--- START ---
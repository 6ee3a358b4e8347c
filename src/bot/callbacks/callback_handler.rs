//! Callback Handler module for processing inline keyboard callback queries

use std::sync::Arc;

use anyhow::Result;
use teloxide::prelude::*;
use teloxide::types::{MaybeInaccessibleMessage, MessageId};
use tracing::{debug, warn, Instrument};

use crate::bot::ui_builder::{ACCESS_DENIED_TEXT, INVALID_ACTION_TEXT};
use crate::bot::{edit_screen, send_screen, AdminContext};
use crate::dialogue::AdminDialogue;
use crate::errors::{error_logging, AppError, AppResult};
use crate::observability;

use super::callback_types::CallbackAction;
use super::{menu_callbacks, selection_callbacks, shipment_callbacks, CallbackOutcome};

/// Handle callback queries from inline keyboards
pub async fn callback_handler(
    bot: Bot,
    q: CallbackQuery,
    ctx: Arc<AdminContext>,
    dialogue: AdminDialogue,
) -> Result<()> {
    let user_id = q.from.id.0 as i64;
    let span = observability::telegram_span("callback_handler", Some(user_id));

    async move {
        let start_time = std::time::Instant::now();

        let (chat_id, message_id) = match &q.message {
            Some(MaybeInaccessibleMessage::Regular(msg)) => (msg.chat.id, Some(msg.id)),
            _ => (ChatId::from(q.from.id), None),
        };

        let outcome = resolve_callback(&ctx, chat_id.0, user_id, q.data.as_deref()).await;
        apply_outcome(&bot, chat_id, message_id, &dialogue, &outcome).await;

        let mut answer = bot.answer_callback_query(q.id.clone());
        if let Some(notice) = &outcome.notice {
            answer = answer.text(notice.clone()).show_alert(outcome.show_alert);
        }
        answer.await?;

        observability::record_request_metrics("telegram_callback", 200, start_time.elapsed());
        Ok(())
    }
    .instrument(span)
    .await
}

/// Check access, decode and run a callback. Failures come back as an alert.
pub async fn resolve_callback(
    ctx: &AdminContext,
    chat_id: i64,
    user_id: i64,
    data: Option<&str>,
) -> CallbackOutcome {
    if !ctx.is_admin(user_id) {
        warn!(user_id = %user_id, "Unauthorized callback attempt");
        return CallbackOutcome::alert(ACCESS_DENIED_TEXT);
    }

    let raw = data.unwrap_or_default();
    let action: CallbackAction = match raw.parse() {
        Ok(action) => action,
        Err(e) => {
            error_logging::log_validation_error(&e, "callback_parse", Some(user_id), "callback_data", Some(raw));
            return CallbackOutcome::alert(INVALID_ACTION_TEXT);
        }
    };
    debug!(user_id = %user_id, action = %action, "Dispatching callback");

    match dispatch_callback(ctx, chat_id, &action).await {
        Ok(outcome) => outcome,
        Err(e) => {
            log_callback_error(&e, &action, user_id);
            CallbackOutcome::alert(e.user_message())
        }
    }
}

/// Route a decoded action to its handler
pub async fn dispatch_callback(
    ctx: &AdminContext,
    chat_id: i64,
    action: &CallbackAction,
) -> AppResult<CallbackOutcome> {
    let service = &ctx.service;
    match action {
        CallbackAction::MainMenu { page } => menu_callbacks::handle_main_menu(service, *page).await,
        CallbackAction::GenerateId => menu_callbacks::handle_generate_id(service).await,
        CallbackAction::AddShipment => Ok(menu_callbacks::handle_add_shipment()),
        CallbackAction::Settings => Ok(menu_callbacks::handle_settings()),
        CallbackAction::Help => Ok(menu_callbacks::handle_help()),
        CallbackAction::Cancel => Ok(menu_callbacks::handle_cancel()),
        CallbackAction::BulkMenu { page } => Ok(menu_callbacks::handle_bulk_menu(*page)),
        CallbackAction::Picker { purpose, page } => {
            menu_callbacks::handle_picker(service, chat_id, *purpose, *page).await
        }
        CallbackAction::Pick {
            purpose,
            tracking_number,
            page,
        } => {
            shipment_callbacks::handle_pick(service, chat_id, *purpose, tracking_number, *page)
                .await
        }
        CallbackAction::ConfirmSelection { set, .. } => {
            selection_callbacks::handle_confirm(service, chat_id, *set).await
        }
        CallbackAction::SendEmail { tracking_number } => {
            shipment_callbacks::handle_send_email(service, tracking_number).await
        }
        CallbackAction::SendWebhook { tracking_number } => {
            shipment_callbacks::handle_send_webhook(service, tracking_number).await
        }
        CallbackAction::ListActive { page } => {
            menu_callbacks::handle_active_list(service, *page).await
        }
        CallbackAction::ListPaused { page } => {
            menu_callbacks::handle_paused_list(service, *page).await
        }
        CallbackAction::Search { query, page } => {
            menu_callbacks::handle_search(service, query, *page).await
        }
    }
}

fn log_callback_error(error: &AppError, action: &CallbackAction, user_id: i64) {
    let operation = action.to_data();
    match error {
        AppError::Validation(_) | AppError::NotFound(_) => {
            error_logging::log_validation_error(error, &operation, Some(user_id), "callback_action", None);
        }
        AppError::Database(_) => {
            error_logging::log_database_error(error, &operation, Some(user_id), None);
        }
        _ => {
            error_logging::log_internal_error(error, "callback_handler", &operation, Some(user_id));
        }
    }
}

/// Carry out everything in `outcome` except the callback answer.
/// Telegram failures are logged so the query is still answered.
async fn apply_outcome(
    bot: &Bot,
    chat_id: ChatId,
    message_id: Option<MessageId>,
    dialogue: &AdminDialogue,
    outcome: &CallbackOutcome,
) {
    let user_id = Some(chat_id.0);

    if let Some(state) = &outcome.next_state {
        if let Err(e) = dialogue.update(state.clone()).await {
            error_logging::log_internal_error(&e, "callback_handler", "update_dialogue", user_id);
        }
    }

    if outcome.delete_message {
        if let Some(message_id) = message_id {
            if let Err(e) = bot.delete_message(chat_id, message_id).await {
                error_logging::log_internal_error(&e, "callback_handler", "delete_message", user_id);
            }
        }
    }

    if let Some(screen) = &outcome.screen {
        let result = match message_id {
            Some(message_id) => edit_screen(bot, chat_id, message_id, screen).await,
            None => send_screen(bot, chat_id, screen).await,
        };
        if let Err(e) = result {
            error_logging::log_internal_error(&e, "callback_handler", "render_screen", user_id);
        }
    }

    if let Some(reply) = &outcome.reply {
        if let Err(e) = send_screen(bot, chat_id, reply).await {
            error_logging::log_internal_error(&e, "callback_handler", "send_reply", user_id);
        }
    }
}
--- END ---
--- START ---
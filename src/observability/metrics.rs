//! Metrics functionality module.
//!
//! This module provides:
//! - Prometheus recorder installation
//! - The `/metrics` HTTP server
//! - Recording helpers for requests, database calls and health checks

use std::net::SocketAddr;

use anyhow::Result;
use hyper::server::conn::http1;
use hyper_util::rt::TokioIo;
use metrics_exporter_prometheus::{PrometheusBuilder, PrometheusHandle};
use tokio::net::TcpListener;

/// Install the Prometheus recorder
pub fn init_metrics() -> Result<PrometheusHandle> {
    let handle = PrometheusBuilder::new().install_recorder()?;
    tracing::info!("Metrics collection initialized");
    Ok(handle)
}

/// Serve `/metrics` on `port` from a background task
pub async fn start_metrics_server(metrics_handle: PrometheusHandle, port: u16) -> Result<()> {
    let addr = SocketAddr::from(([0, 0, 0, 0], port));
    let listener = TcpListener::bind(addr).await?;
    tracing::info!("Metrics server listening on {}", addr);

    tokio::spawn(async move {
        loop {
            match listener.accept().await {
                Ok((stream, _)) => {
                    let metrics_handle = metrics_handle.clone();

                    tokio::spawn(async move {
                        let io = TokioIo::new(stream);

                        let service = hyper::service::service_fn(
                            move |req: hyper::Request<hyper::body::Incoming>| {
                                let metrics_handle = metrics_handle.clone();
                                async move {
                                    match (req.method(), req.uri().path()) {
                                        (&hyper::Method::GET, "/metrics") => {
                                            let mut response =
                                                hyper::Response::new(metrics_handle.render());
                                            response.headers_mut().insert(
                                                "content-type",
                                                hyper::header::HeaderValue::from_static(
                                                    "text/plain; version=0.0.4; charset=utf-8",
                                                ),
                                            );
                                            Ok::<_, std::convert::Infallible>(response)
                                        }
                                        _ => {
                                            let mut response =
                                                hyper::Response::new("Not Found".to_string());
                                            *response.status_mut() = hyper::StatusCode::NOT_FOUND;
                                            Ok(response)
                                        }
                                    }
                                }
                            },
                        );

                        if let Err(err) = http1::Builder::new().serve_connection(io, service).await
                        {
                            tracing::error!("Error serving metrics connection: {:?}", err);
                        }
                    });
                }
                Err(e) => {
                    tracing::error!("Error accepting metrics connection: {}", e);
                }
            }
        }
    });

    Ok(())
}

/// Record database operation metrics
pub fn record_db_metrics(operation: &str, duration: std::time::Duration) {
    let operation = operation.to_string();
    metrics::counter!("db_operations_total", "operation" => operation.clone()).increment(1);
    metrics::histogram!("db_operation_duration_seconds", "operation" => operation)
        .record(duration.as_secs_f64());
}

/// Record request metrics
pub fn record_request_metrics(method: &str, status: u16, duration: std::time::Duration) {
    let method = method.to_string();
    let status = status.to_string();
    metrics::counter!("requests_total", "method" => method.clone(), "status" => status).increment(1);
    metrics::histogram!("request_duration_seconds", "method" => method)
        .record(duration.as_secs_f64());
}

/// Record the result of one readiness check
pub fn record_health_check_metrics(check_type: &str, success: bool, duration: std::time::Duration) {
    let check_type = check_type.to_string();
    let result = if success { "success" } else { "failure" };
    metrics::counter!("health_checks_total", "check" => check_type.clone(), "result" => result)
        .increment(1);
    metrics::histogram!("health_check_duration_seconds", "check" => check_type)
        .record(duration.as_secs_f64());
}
--- END ---
--- START ---
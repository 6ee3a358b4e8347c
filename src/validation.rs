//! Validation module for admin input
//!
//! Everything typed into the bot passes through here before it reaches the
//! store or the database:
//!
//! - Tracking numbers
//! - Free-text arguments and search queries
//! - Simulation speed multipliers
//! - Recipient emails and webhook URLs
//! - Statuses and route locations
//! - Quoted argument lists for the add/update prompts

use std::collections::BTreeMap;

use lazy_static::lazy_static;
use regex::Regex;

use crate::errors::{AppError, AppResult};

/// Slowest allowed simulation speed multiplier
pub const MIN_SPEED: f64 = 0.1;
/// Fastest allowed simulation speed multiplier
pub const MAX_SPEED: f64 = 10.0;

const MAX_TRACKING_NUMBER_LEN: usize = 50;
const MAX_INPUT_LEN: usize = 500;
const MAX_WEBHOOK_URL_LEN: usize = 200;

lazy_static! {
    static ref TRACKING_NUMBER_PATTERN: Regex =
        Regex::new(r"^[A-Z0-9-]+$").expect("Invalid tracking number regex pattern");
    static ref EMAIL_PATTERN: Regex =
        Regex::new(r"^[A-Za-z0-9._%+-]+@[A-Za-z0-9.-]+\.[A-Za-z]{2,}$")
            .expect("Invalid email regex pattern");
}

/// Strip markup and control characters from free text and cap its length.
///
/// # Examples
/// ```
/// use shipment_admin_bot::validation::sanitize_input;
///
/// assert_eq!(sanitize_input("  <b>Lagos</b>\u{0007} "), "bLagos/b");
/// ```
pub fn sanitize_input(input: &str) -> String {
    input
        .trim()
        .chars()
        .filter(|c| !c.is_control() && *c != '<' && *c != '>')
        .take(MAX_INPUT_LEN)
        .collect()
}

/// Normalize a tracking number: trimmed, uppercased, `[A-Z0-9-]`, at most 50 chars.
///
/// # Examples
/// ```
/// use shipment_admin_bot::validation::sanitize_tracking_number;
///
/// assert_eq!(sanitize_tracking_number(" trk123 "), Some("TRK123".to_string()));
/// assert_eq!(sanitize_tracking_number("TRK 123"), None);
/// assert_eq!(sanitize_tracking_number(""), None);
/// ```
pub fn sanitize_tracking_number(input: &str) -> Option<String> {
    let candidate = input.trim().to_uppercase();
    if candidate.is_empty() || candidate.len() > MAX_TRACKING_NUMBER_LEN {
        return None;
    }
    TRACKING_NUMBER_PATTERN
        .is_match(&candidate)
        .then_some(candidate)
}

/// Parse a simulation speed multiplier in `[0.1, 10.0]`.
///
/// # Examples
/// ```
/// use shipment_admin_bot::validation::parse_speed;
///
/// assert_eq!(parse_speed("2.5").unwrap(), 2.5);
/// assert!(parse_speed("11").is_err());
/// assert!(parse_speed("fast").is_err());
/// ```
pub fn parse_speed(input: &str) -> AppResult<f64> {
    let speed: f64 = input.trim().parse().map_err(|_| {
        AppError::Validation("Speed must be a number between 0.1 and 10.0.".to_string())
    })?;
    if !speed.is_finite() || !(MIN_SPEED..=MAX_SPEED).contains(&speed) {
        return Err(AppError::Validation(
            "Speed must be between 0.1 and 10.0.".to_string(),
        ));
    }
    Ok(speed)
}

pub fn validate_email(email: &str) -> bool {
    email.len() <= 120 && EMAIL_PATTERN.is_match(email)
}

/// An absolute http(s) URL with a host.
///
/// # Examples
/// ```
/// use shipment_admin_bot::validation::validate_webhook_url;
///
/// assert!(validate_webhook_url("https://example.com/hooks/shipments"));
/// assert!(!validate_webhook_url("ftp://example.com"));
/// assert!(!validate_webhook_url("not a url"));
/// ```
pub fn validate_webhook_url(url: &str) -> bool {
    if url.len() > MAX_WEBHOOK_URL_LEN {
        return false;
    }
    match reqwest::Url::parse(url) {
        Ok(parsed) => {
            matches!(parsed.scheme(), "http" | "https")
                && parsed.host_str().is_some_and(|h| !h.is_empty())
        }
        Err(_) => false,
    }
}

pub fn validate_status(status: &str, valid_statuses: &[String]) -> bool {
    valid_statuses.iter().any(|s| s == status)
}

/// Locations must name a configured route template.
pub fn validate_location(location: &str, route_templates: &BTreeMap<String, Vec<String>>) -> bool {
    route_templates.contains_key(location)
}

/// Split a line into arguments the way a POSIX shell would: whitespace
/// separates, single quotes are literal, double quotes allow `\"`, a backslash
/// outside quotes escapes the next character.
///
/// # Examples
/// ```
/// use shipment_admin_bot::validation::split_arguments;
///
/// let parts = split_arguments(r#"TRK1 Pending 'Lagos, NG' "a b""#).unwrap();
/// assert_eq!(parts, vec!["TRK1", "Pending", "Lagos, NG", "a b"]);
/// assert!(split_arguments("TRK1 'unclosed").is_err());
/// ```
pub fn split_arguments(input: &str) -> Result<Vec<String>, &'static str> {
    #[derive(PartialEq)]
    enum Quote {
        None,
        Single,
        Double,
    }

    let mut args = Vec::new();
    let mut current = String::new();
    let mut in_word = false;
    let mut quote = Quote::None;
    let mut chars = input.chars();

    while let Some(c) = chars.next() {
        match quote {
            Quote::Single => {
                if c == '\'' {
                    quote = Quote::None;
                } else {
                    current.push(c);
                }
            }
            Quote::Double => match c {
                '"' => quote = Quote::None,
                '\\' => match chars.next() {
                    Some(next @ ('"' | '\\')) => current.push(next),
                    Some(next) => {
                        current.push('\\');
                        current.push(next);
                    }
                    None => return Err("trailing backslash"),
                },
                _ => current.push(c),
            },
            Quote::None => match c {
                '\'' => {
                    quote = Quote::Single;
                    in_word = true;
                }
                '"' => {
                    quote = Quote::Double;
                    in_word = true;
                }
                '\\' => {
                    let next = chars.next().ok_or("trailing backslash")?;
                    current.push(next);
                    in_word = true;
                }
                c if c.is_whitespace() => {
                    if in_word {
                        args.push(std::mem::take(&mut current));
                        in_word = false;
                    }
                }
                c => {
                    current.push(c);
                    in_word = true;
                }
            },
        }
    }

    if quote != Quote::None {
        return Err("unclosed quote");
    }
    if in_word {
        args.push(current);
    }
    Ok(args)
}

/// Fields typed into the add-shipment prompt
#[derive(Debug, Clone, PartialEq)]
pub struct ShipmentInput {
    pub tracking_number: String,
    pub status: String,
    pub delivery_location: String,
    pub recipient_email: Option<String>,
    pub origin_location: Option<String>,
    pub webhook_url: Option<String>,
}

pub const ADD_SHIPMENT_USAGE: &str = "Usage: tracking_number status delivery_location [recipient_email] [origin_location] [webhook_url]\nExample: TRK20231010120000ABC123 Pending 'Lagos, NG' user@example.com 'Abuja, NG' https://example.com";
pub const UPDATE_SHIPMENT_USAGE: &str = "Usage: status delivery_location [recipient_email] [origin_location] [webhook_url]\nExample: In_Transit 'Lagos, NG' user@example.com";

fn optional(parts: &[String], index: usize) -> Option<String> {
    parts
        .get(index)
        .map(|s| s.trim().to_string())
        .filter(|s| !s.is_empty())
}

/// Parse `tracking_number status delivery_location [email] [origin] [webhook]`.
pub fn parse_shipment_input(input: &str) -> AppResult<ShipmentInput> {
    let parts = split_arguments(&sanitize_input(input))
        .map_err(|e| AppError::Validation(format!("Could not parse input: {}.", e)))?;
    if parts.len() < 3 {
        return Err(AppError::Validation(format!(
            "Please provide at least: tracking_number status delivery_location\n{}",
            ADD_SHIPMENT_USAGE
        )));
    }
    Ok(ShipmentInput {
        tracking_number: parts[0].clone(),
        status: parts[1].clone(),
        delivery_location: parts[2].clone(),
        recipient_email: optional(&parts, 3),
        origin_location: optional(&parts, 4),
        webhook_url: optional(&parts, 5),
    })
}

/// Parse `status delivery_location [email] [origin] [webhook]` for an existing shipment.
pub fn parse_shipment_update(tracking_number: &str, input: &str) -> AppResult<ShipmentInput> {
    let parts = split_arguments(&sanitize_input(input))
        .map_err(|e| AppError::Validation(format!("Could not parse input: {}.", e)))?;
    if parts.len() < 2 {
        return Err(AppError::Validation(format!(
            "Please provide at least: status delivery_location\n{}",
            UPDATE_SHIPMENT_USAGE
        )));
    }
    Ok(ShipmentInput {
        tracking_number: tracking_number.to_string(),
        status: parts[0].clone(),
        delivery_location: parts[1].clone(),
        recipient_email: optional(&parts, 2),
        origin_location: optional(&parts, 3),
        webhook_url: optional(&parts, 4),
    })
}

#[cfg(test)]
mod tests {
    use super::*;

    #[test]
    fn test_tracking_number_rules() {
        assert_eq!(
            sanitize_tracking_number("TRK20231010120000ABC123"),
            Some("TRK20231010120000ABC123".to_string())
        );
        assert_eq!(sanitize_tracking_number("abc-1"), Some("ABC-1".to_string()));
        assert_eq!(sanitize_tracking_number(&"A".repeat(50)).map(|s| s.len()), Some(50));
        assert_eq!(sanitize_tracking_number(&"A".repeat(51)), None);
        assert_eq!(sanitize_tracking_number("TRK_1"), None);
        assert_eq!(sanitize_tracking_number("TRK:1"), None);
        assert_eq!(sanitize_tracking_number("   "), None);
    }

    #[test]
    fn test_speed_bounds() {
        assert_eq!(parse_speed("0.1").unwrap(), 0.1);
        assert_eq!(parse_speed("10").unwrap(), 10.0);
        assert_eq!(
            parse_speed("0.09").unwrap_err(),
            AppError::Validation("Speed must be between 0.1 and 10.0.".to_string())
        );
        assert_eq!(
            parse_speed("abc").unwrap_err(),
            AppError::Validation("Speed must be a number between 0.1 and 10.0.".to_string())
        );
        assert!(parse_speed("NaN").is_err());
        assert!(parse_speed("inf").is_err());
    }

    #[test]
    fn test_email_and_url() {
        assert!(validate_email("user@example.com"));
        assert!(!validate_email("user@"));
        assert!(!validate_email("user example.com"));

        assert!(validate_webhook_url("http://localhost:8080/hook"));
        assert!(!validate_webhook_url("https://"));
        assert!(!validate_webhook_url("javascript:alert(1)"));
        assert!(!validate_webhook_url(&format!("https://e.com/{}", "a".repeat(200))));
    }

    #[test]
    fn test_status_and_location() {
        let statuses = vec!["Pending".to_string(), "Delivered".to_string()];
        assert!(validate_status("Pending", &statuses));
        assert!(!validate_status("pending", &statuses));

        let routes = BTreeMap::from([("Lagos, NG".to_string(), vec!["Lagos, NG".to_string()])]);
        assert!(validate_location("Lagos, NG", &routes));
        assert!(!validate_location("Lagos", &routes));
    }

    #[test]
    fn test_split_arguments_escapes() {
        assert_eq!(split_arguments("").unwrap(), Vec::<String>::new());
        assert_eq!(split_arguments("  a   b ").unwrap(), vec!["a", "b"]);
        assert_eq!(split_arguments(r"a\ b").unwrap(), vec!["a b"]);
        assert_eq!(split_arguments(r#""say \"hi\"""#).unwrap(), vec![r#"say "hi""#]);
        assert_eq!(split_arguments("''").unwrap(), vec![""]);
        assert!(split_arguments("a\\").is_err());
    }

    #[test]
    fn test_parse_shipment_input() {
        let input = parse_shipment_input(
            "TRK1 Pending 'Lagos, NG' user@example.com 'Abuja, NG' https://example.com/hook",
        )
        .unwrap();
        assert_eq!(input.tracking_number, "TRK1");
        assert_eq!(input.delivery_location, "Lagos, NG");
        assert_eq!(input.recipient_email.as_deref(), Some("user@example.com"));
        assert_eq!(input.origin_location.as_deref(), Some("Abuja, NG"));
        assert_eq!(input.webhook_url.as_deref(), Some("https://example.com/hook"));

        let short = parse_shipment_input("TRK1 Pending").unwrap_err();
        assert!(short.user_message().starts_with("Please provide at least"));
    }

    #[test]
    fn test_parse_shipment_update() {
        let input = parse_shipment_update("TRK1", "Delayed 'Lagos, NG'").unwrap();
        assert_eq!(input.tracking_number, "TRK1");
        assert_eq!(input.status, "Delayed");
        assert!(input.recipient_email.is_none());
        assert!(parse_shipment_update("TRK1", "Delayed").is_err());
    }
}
--- END ---
_Your objective:_
For the word "spawn", find all matching lines in the entries above and copy them out.

_Exercise response:_
    tokio::spawn(async move {
                    tokio::spawn(async move {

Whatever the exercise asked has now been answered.